- WHAT YOU HAVE TO DO: Reproduce each line from the records that holds "builder".

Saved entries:
-=-=-
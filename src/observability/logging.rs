//! Structured logging.
//!
//! Uses a `tracing-subscriber` registry with an `EnvFilter`. `RUST_LOG`
//! overrides the default filter. Output is human-readable by default and
//! JSON when the dev environment ships logs elsewhere.

use clap::ValueEnum;
use serde::{Deserialize, Serialize};
use tracing_subscriber::{fmt, layer::SubscriberExt, util::SubscriberInitExt, EnvFilter};

/// Filter applied when `RUST_LOG` is unset.
pub const DEFAULT_FILTER: &str = "devspace_samples=info,tower_http=info";

/// Log output format.
#[derive(Debug, Clone, Copy, Default, PartialEq, Eq, ValueEnum, Deserialize, Serialize)]
#[serde(rename_all = "lowercase")]
pub enum LogFormat {
    #[default]
    Pretty,
    Json,
}

/// Install the global subscriber. Call once, before anything logs.
pub fn init_logging(format: LogFormat) {
    let filter = EnvFilter::try_from_default_env().unwrap_or_else(|_| DEFAULT_FILTER.into());

    let pretty = (format == LogFormat::Pretty).then(|| fmt::layer());
    let json = (format == LogFormat::Json).then(|| fmt::layer().json());

    tracing_subscriber::registry()
        .with(filter)
        .with(pretty)
        .with(json)
        .init();
}
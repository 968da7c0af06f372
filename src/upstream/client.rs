//! HTTP client for the relay's upstream call.

use std::time::{Duration, Instant};

use axum::{
    body::{Body, Bytes},
    http::{header, HeaderValue, Method, Request, Uri},
};
use hyper_util::{
    client::legacy::{connect::HttpConnector, Client},
    rt::TokioExecutor,
};

use crate::config::validation::parse_upstream_url;
use crate::config::{ConfigError, FrontendConfig};
use crate::error::{error_chain, UpstreamError};
use crate::http::X_REQUEST_ID;
use crate::observability::metrics;
use crate::upstream::guard::{UpstreamBody, UpstreamTracker};

const USER_AGENT: &str = concat!("devspace-samples/", env!("CARGO_PKG_VERSION"));

/// Fetches one fixed upstream resource.
#[derive(Debug, Clone)]
pub struct UpstreamClient {
    client: Client<HttpConnector, Body>,
    uri: Uri,
    timeout: Option<Duration>,
    tracker: UpstreamTracker,
}

impl UpstreamClient {
    /// Create a client for `uri`. With `timeout` unset a call may wait forever.
    pub fn new(uri: Uri, timeout: Option<Duration>) -> Self {
        let client = Client::builder(TokioExecutor::new()).build(HttpConnector::new());

        match timeout {
            Some(limit) => tracing::debug!(
                upstream = %uri,
                timeout_secs = limit.as_secs_f64(),
                "Upstream client ready"
            ),
            None => tracing::debug!(upstream = %uri, "Upstream client ready, no deadline"),
        }

        Self {
            client,
            uri,
            timeout,
            tracker: UpstreamTracker::new(),
        }
    }

    /// Build a client from the frontend's configuration.
    pub fn from_config(config: &FrontendConfig) -> Result<Self, ConfigError> {
        let uri = parse_upstream_url(&config.upstream_url)
            .map_err(|e| ConfigError::Validation(vec![e]))?;
        let timeout = config.upstream_timeout_secs.map(Duration::from_secs);
        Ok(Self::new(uri, timeout))
    }

    pub fn uri(&self) -> &Uri {
        &self.uri
    }

    /// Tracker for bodies this client is currently reading.
    pub fn tracker(&self) -> &UpstreamTracker {
        &self.tracker
    }

    /// GET the upstream resource and read the whole body.
    ///
    /// The upstream status is not inspected. `request_id`, when given, is
    /// forwarded so both services log under the same ID.
    pub async fn fetch(&self, request_id: Option<&HeaderValue>) -> Result<Bytes, UpstreamError> {
        let start = Instant::now();

        let result = match self.timeout {
            Some(limit) => match tokio::time::timeout(limit, self.exchange(request_id)).await {
                Ok(result) => result,
                Err(_) => Err(UpstreamError::Timeout {
                    url: self.uri.to_string(),
                    limit,
                }),
            },
            None => self.exchange(request_id).await,
        };

        let outcome = match &result {
            Ok(_) => "ok",
            Err(e) => e.kind(),
        };
        metrics::record_upstream_call(outcome, start);
        result
    }

    async fn exchange(&self, request_id: Option<&HeaderValue>) -> Result<Bytes, UpstreamError> {
        let url = self.uri.to_string();

        let mut builder = Request::builder()
            .method(Method::GET)
            .uri(self.uri.clone())
            .header(header::USER_AGENT, USER_AGENT);
        if let Some(id) = request_id {
            builder = builder.header(X_REQUEST_ID, id.clone());
        }
        let request = builder
            .body(Body::empty())
            .map_err(|source| UpstreamError::Request {
                url: url.clone(),
                source,
            })?;

        let response = self
            .client
            .request(request)
            .await
            .map_err(|e| UpstreamError::Connect {
                url: url.clone(),
                reason: error_chain(&e),
            })?;

        tracing::debug!(upstream = %url, status = %response.status(), "Upstream responded");

        let lease = self
            .tracker
            .acquire(request_id.and_then(|id| id.to_str().ok()));
        let body = UpstreamBody::new(response.into_body(), lease);
        body.read_to_end().await.map_err(|e| UpstreamError::Read {
            url,
            reason: error_chain(&e),
        })
    }
}
//! Per-request spans.

use axum::http::Request;
use tracing::Span;

use crate::http::request::request_id_of;

/// Build the span `TraceLayer` opens for each request.
///
/// The request ID is set by an outer layer, so it is always present here
/// unless the client sent a non-ASCII value.
pub fn request_span<B>(request: &Request<B>) -> Span {
    tracing::info_span!(
        "request",
        method = %request.method(),
        path = %request.uri().path(),
        request_id = %request_id_of(request).unwrap_or("unknown"),
    )
}
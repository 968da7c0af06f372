//! Configuration loading from the process environment.

use serde::Deserialize;
use thiserror::Error;

use crate::config::schema::{
    ListenerConfig, MinimalAppConfig, DEFAULT_ENVIRONMENT, DEFAULT_MINIMAL_PORT,
};
use crate::config::validation::{parse_port, validate_minimal, ValidationError};

/// Error type for configuration loading.
#[derive(Error, Debug)]
pub enum ConfigError {
    #[error("environment error: {0}")]
    Env(#[from] envy::Error),

    #[error("validation failed: {}", join(.0))]
    Validation(Vec<ValidationError>),
}

fn join(errors: &[ValidationError]) -> String {
    errors
        .iter()
        .map(ToString::to_string)
        .collect::<Vec<_>>()
        .join(", ")
}

/// Raw variables read by the minimal app. Empty values count as unset.
#[derive(Debug, Default, Deserialize)]
struct MinimalEnv {
    port: Option<String>,
    environment: Option<String>,
}

/// Load the minimal app configuration from `PORT` and `ENVIRONMENT`.
pub fn load_minimal_config() -> Result<MinimalAppConfig, ConfigError> {
    let env = envy::from_env::<MinimalEnv>()?;
    build_minimal(env)
}

/// Load the minimal app configuration from explicit key/value pairs.
pub fn load_minimal_config_from<I>(vars: I) -> Result<MinimalAppConfig, ConfigError>
where
    I: IntoIterator<Item = (String, String)>,
{
    let env = envy::from_iter::<_, MinimalEnv>(vars)?;
    build_minimal(env)
}

fn build_minimal(env: MinimalEnv) -> Result<MinimalAppConfig, ConfigError> {
    let port = match non_empty(env.port) {
        Some(raw) => parse_port(&raw).map_err(|e| ConfigError::Validation(vec![e]))?,
        None => DEFAULT_MINIMAL_PORT,
    };
    let environment = non_empty(env.environment).unwrap_or_else(|| DEFAULT_ENVIRONMENT.to_string());

    let config = MinimalAppConfig {
        listener: ListenerConfig::on_port(port),
        environment,
    };
    validate_minimal(&config).map_err(ConfigError::Validation)?;

    Ok(config)
}

fn non_empty(value: Option<String>) -> Option<String> {
    value.filter(|v| !v.is_empty())
}

#[cfg(test)]
mod tests {
    use super::*;

    fn vars(pairs: &[(&str, &str)]) -> Vec<(String, String)> {
        pairs
            .iter()
            .map(|(k, v)| (k.to_string(), v.to_string()))
            .collect()
    }

    #[test]
    fn unset_falls_back_to_defaults() {
        let config = load_minimal_config_from(vars(&[])).unwrap();
        assert_eq!(config, MinimalAppConfig::default());
    }

    #[test]
    fn empty_values_count_as_unset() {
        let config = load_minimal_config_from(vars(&[("PORT", ""), ("ENVIRONMENT", "")])).unwrap();
        assert_eq!(config.listener.bind_address, "0.0.0.0:9090");
        assert_eq!(config.environment, "development");
    }

    #[test]
    fn reads_port_and_environment() {
        let config =
            load_minimal_config_from(vars(&[("PORT", "8181"), ("ENVIRONMENT", "staging")])).unwrap();
        assert_eq!(config.listener.bind_address, "0.0.0.0:8181");
        assert_eq!(config.environment, "staging");
    }

    #[test]
    fn unrelated_variables_are_ignored() {
        let config = load_minimal_config_from(vars(&[("HOME", "/root"), ("ENVIRONMENT", "qa")])).unwrap();
        assert_eq!(config.environment, "qa");
    }

    #[test]
    fn invalid_port_is_rejected() {
        let err = load_minimal_config_from(vars(&[("PORT", "eighty")])).unwrap_err();
        assert!(matches!(err, ConfigError::Validation(ref e) if e.len() == 1));
        assert!(err.to_string().contains("invalid PORT"));
    }
}
//! Observability subsystem.
//!
//! # Data Flow
//! ```text
//! Every sample service produces:
//!     → logging.rs (structured log events, pretty or JSON)
//!     → metrics.rs (counters, gauges, histograms)
//!     → spans.rs (one span per request, keyed by x-request-id)
//!
//! Consumers:
//!     → stdout (collected by the dev environment)
//!     → optional Prometheus scrape endpoint
//! ```
//!
//! # Design Decisions
//! - Request ID flows from the frontend into the API call
//! - Metrics are no-ops until an exporter is installed

pub mod logging;
pub mod metrics;
pub mod spans;
//main.rs
use anyhow::Context;
use clap::{Parser, ValueEnum};
use env_logger::Env;
use lloyd_kmeans::init::DEFAULT_SEED;
use lloyd_kmeans::output::{self, DEFAULT_PRECISION};
use lloyd_kmeans::{DataSet, EmptyClusterPolicy, Init, KMeansConfig};
use std::process::ExitCode;

#[derive(Clone, Copy, Debug, ValueEnum)]
enum InitMethod {
    /// Start from the first K observations
    First,
    /// k-means++ seeding
    PlusPlus,
}

#[derive(Parser)]
#[clap(version, author = "Stefan L. <stefan.lang@med.lu.se>")]
struct Opts {
    /// Number of clusters
    #[clap(allow_negative_numbers = true)]
    k: i64,

    /// Number of observations
    #[clap(allow_negative_numbers = true)]
    n: i64,

    /// Number of dimensions
    #[clap(allow_negative_numbers = true)]
    d: i64,

    /// Maximum number of iterations
    #[clap(allow_negative_numbers = true)]
    max_iter: i64,

    /// Comma separated observations file; stdin is read when missing
    #[clap(short, long)]
    input: Option<String>,

    #[clap(long, value_enum, default_value_t = InitMethod::First)]
    init: InitMethod,

    /// Seed for k-means++
    #[clap(long, default_value_t = DEFAULT_SEED)]
    seed: u64,

    /// Decimal places in the centroid table
    #[clap(short, long, default_value_t = DEFAULT_PRECISION)]
    precision: usize,

    /// Abort when a cluster ends up empty instead of keeping its centroid
    #[clap(long)]
    fail_on_empty_cluster: bool,
}

fn run(opts: Opts) -> anyhow::Result<()> {
    let policy = if opts.fail_on_empty_cluster {
        EmptyClusterPolicy::Fail
    } else {
        EmptyClusterPolicy::Retain
    };
    let config = KMeansConfig::from_signed(opts.k, opts.n, opts.d, opts.max_iter)
        .context("invalid command line arguments")?
        .with_empty_cluster_policy(policy);

    let ds = match &opts.input {
        Some(path) => DataSet::from_csv(path, config.n, config.d)
            .with_context(|| format!("failed to read observations from {path}"))?,
        None => DataSet::from_reader(std::io::stdin().lock(), config.n, config.d)
            .context("failed to read observations from stdin")?,
    };

    let init = match opts.init {
        InitMethod::First => Init::FirstK,
        InitMethod::PlusPlus => Init::PlusPlus { seed: opts.seed },
    };

    let (centroids, indices, summary) = ds.kmeans(&config, &init)?;
    log::info!(
        "{} iterations, converged: {}, empty clusters: {}",
        summary.iterations,
        summary.converged,
        summary.empty_clusters
    );

    if matches!(init, Init::PlusPlus { .. }) {
        println!("{}", output::format_indices(&indices));
    }
    output::write_centroids(std::io::stdout().lock(), centroids.view(), opts.precision)?;

    Ok(())
}

fn main() -> ExitCode {
    let opts = Opts::parse();

    let env = Env::default().filter_or("RUST_LOG", "warn");
    env_logger::init_from_env(env);

    match run(opts) {
        Ok(()) => ExitCode::SUCCESS,
        Err(e) => {
            eprintln!("{e:#}");
            ExitCode::FAILURE
        }
    }
}
use log::{debug, info, warn};
use ndarray::{Array2, ArrayView1, ArrayView2};

use crate::config::{EmptyClusterPolicy, KMeansConfig};
use crate::error::{KMeansError, Result};

/// Outcome of one call to [`run`]. The centroids themselves are written
/// back into the matrix handed to `run`.
#[derive(Debug, Clone, PartialEq, Eq)]
pub struct RunSummary {
    /// Iterations executed, in `1..=max_iter`.
    pub iterations: usize,
    /// True if the loop stopped because no centroid component changed.
    pub converged: bool,
    /// Cluster index of every observation from the last assignment step.
    pub assignments: Vec<usize>,
    /// Number of times a cluster came out of an assignment step empty.
    pub empty_clusters: usize,
}

/// Squared Euclidean distance between two points of equal length.
#[inline]
pub fn squared_distance(a: ArrayView1<f64>, b: ArrayView1<f64>) -> f64 {
    a.iter()
        .zip(b.iter())
        .map(|(x, y)| {
            let diff = x - y;
            diff * diff
        })
        .sum()
}

/// Index of the centroid closest to `point`. Ties go to the lowest index.
#[inline]
pub fn nearest_centroid(point: ArrayView1<f64>, centroids: ArrayView2<f64>) -> usize {
    let mut best_cluster = 0;
    let mut best_dist = f64::INFINITY;
    for (ci, centroid) in centroids.outer_iter().enumerate() {
        let dist = squared_distance(point, centroid);
        if dist < best_dist {
            best_dist = dist;
            best_cluster = ci;
        }
    }
    best_cluster
}

/// Lloyd's k-means: assign every observation to its nearest centroid,
/// move each centroid to the mean of its observations, and repeat until an
/// iteration leaves every centroid component bit-for-bit unchanged or
/// `config.max_iter` iterations have run.
///
/// `observations` must be `n × d` and `centroids` `k × d` as described by
/// `config`; `centroids` holds the starting positions on entry and the
/// final positions on return.
pub fn run(
    observations: ArrayView2<f64>,
    centroids: &mut Array2<f64>,
    config: &KMeansConfig,
) -> Result<RunSummary> {
    config.validate()?;
    check_shape("observations", observations.dim(), (config.n, config.d))?;
    check_shape("centroids", centroids.dim(), (config.k, config.d))?;

    let (k, d) = (config.k, config.d);
    let mut previous = Array2::<f64>::zeros((k, d));
    let mut sums = Array2::<f64>::zeros((k, d));
    let mut counts = vec![0usize; k];
    let mut assignments = vec![0usize; config.n];
    let mut empty_clusters = 0;

    for iteration in 0..config.max_iter {
        debug!("k-means iteration {}", iteration + 1);
        previous.assign(&*centroids);
        sums.fill(0.0);
        counts.fill(0);

        for (i, row) in observations.outer_iter().enumerate() {
            let c = nearest_centroid(row, centroids.view());
            assignments[i] = c;
            counts[c] += 1;
            sums.row_mut(c).zip_mut_with(&row, |s, &x| *s += x);
        }

        for ci in 0..k {
            if counts[ci] == 0 {
                match config.empty_cluster {
                    EmptyClusterPolicy::Retain => {
                        warn!(
                            "cluster {} is empty in iteration {}, keeping its centroid",
                            ci,
                            iteration + 1
                        );
                        empty_clusters += 1;
                        continue;
                    }
                    EmptyClusterPolicy::Fail => {
                        centroids.assign(&previous);
                        return Err(KMeansError::DegenerateCluster {
                            cluster: ci,
                            iteration: iteration + 1,
                        });
                    }
                }
            }
            let count = counts[ci] as f64;
            centroids
                .row_mut(ci)
                .zip_mut_with(&sums.row(ci), |c, &s| *c = s / count);
        }

        // exact comparison, no tolerance
        if previous == *centroids {
            info!("converged after {} iterations", iteration + 1);
            return Ok(RunSummary {
                iterations: iteration + 1,
                converged: true,
                assignments,
                empty_clusters,
            });
        }
    }

    info!(
        "stopped after max_iter = {} iterations without converging",
        config.max_iter
    );
    Ok(RunSummary {
        iterations: config.max_iter,
        converged: false,
        assignments,
        empty_clusters,
    })
}

fn check_shape(what: &str, got: (usize, usize), expected: (usize, usize)) -> Result<()> {
    if got != expected {
        return Err(KMeansError::Shape(format!(
            "{what} are {}x{}, expected {}x{}",
            got.0, got.1, expected.0, expected.1
        )));
    }
    Ok(())
}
-=-=-
- OUTPUT FOR THIS EXERCISE:
        let client = Client::builder(TokioExecutor::new()).build(HttpConnector::new());
        let mut builder = Request::builder()
            builder = builder.header(X_REQUEST_ID, id.clone());
        let request = builder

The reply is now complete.